アパート・賃貸マンション経営による所得税対策

アパート・賃貸マンション経営は、長期的に安定した収入が得られる事業であるため、節税という視点から、支出のない必要経費をいかに多く算出するかが、所得税の節税ポイントとなります。また、必要経費による所得の軽減や損益通算することによって、所得税を低く抑えることができます。

様々な必要経費が所得を低く抑える

建物の減価償却費やローン金利、固定資産税などの様々な必要経費によって、不動産所得を低く抑えることができます。特に、減価償却費や専従者給与、青色申告特別控除は、実際の支出を伴わないのに損金勘定となり、しかも金額が大きいため、不動産所得の削減に大いに役立ちます。

不動産所得を必要経費で大幅に軽減します

損益通算で全体の所得税を軽減

不動産所得以外にも所得がある場合、その全てが黒字であれば、それらを合計した金額がその年の所得になります。しかし、特定の所得が赤字となった場合は、一定の順序にしたがって他の所得の黒字を差し引くとこができます。これを「損益通算」と言います。
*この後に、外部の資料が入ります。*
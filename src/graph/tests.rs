use super::*;
use crate::capability::ToolId;

fn tool(name: &str) -> ToolId {
    ToolId::new("test", name)
}

fn step(node: NodeRef, deps: Vec<usize>, duration_ms: f64, success: bool) -> ObservedStep {
    ObservedStep {
        node,
        depends_on: deps,
        duration_ms,
        success,
    }
}

fn chain_graph(names: &[&str]) -> (Hypergraph, Vec<NodeId>) {
    let graph = Hypergraph::new();
    let ids: Vec<NodeId> = names
        .iter()
        .map(|n| graph.ensure_tool(&tool(n), vec![1.0, 0.0]))
        .collect();
    let steps: Vec<ObservedStep> = names
        .iter()
        .enumerate()
        .map(|(i, n)| {
            let deps = if i == 0 { vec![] } else { vec![i - 1] };
            step(NodeRef::Tool(tool(n)), deps, 1000.0, true)
        })
        .collect();
    graph
        .update_from_execution(&ExecutionObservation { steps })
        .unwrap();
    (graph, ids)
}

#[test]
fn test_ensure_tool_is_idempotent() {
    let graph = Hypergraph::new();
    let a = graph.ensure_tool(&tool("read"), vec![1.0]);
    let b = graph.ensure_tool(&tool("read"), vec![2.0]);
    assert_eq!(a, b);
    assert_eq!(graph.snapshot().node_count(), 1);
}

#[test]
fn test_update_creates_edges_with_running_mean() {
    let graph = Hypergraph::new();
    let obs = ExecutionObservation {
        steps: vec![
            step(NodeRef::Tool(tool("read")), vec![], 1000.0, true),
            step(NodeRef::Tool(tool("post")), vec![0], 2000.0, true),
        ],
    };
    graph.update_from_execution(&obs).unwrap();

    let snap = graph.snapshot();
    let from = snap.resolve(&NodeRef::Tool(tool("read"))).unwrap();
    let to = snap.resolve(&NodeRef::Tool(tool("post"))).unwrap();
    let edge = snap.edge(from, to).unwrap();
    assert_eq!(edge.count, 1);
    assert!((edge.weight - 0.2).abs() < 1e-9);

    // Second observation folds in with the running mean: (0.2 + 1.0) / 2.
    let obs2 = ExecutionObservation {
        steps: vec![
            step(NodeRef::Tool(tool("read")), vec![], 1000.0, true),
            step(NodeRef::Tool(tool("post")), vec![0], 2000.0, false),
        ],
    };
    graph.update_from_execution(&obs2).unwrap();
    let edge = graph.snapshot().edge(from, to).unwrap();
    assert_eq!(edge.count, 2);
    assert!((edge.weight - 0.6).abs() < 1e-9);
}

#[test]
fn test_edge_weights_stay_in_unit_interval() {
    let graph = Hypergraph::new();
    let obs = ExecutionObservation {
        steps: vec![
            step(NodeRef::Tool(tool("a")), vec![], 1.0, true),
            step(NodeRef::Tool(tool("b")), vec![0], 999_999.0, true),
        ],
    };
    graph.update_from_execution(&obs).unwrap();
    let snap = graph.snapshot();
    for (_, edge) in snap.edges() {
        assert!(edge.weight > 0.0 && edge.weight <= 1.0);
    }
}

#[test]
fn test_self_loops_are_skipped() {
    let graph = Hypergraph::new();
    let obs = ExecutionObservation {
        steps: vec![step(NodeRef::Tool(tool("a")), vec![0], 10.0, true)],
    };
    graph.update_from_execution(&obs).unwrap();
    assert_eq!(graph.snapshot().edge_count(), 0);
}

#[test]
fn test_snapshot_isolation() {
    let (graph, _) = chain_graph(&["a", "b"]);
    let before = graph.snapshot();
    let obs = ExecutionObservation {
        steps: vec![
            step(NodeRef::Tool(tool("b")), vec![], 10.0, true),
            step(NodeRef::Tool(tool("c")), vec![0], 10.0, true),
        ],
    };
    graph.update_from_execution(&obs).unwrap();
    // The old snapshot is unaffected by the write.
    assert_eq!(before.node_count(), 2);
    assert_eq!(graph.snapshot().node_count(), 3);
    assert!(graph.snapshot().version() > before.version());
}

#[test]
fn test_pagerank_sums_to_one_and_favors_sinks() {
    let (graph, ids) = chain_graph(&["a", "b", "c"]);
    let ranks = graph.pagerank();
    let sum: f64 = ranks.iter().sum();
    assert!((sum - 1.0).abs() < 1e-3);
    // Rank accumulates down the chain.
    assert!(ranks[ids[2] as usize] > ranks[ids[0] as usize]);
}

#[test]
fn test_pagerank_cached_until_update() {
    let (graph, _) = chain_graph(&["a", "b"]);
    let first = graph.pagerank();
    let second = graph.pagerank();
    assert!(Arc::ptr_eq(&first, &second));

    graph
        .update_from_execution(&ExecutionObservation {
            steps: vec![
                step(NodeRef::Tool(tool("b")), vec![], 10.0, true),
                step(NodeRef::Tool(tool("a")), vec![0], 10.0, true),
            ],
        })
        .unwrap();
    let third = graph.pagerank();
    assert!(!Arc::ptr_eq(&second, &third));
}

#[test]
fn test_adaptive_alpha_bounds() {
    let graph = Hypergraph::new();
    assert!((graph.snapshot().adaptive_alpha() - 1.0).abs() < f64::EPSILON);

    // Fully connected two-node graph: density 1, alpha clamps to 0.5.
    let a = graph.ensure_tool(&tool("a"), vec![]);
    let b = graph.ensure_tool(&tool("b"), vec![]);
    graph
        .update_from_execution(&ExecutionObservation {
            steps: vec![
                step(NodeRef::Tool(tool("a")), vec![], 10.0, true),
                step(NodeRef::Tool(tool("b")), vec![0], 10.0, true),
            ],
        })
        .unwrap();
    graph
        .update_from_execution(&ExecutionObservation {
            steps: vec![
                step(NodeRef::Tool(tool("b")), vec![], 10.0, true),
                step(NodeRef::Tool(tool("a")), vec![0], 10.0, true),
            ],
        })
        .unwrap();
    let alpha = graph.snapshot().adaptive_alpha();
    assert!((0.5..=1.0).contains(&alpha));
    assert!((alpha - 0.5).abs() < f64::EPSILON);
    let _ = (a, b);
}

#[test]
fn test_shortest_path_follows_cheap_edges() {
    let (graph, ids) = chain_graph(&["a", "b", "c"]);
    let snap = graph.snapshot();
    let (path, cost) = snap.shortest_path(ids[0], ids[2]).unwrap();
    assert_eq!(path, vec![ids[0], ids[1], ids[2]]);
    assert!(cost > 0.0);
    assert!(snap.shortest_path(ids[2], ids[0]).is_none());
}

#[test]
fn test_adamic_adar_shared_neighbor() {
    let graph = Hypergraph::new();
    // hub connects to both x and y.
    graph
        .update_from_execution(&ExecutionObservation {
            steps: vec![
                step(NodeRef::Tool(tool("hub")), vec![], 10.0, true),
                step(NodeRef::Tool(tool("x")), vec![0], 10.0, true),
                step(NodeRef::Tool(tool("y")), vec![0], 10.0, true),
            ],
        })
        .unwrap();
    let snap = graph.snapshot();
    let x = snap.resolve(&NodeRef::Tool(tool("x"))).unwrap();
    let y = snap.resolve(&NodeRef::Tool(tool("y"))).unwrap();
    let score = snap.adamic_adar(x, &[y]);
    // Shared neighbor `hub` has degree 2: 1/ln(3).
    assert!((score - 1.0 / 3.0f64.ln()).abs() < 1e-9);
}

#[test]
fn test_hyperedge_validation() {
    let (graph, ids) = chain_graph(&["a", "b", "c"]);
    let sources: BTreeSet<NodeId> = [ids[0], ids[1]].into_iter().collect();
    let targets: BTreeSet<NodeId> = [ids[2]].into_iter().collect();

    graph
        .add_hyperedge("he-1", sources.clone(), targets.clone(), 0.8)
        .unwrap();
    let snap = graph.snapshot();
    assert_eq!(snap.hyperedges().len(), 1);
    assert!((snap.hyperedges()[0].weight - 1.25).abs() < 1e-9);

    // Duplicate (sources, targets) is rejected.
    assert!(graph.add_hyperedge("he-2", sources.clone(), targets.clone(), 0.5).is_err());
    // Empty side is rejected.
    assert!(graph.add_hyperedge("he-3", BTreeSet::new(), targets, 0.5).is_err());
    // Unknown node is rejected.
    let bogus: BTreeSet<NodeId> = [99].into_iter().collect();
    assert!(graph.add_hyperedge("he-4", sources, bogus, 0.5).is_err());
}

#[test]
fn test_communities_converge_on_components() {
    let graph = Hypergraph::new();
    // Two disconnected pairs.
    for (a, b) in [("a", "b"), ("c", "d")] {
        graph
            .update_from_execution(&ExecutionObservation {
                steps: vec![
                    step(NodeRef::Tool(tool(a)), vec![], 10.0, true),
                    step(NodeRef::Tool(tool(b)), vec![0], 10.0, true),
                ],
            })
            .unwrap();
    }
    let labels = graph.communities();
    let snap = graph.snapshot();
    let id = |n: &str| snap.resolve(&NodeRef::Tool(tool(n))).unwrap() as usize;
    assert_eq!(labels[id("a")], labels[id("b")]);
    assert_eq!(labels[id("c")], labels[id("d")]);
    assert_ne!(labels[id("a")], labels[id("c")]);
}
不動産所得には、様々な必要経費が認められているので、賃料収入から必要経費を差し引いて、不動産所得が税務上の赤字となれば、税務上の赤字金額を他の所得から控除することができ、全体の所得税を軽減することができます。

合算(損益通算)すると全体の所得税を軽減することができます

青色申告をする

アパート・賃貸マンション経営において「青色申告」は節税対策の近道と言えます。青色申告をするには、簡単な帳簿をつける程度でよく、それによって様々な特典が受けられます。この青色申告を採用したい場合は、アパート・賃貸マンション経営開始の日から2ヵ月以内に居住地の税務署に申告すればその年から採用できます。

青色申告の特典
  • 青色申告控除
  • 専従者給与
  • 純損失の繰り越し・繰り戻し

減価償却費を活用する

減価償却費は、建物などのように時の経過とともに減少していく価値分について、その減価分を経費として処理することができ、「支出のない経費」として大変有利なものです。

アパート・賃貸マンション経営を始めた当初は、不動産所得が帳簿上赤字(※)となるケースも多く、オーナー様がサラリーマン(給与所得)の場合なら、確定申告することで所得税の還付を受けることができます。

(※)この場合の赤字は減価償却費をはじめ、専従者給与などを必要経費に算入したからであり、実際の現金の出費を伴う赤字ではありません。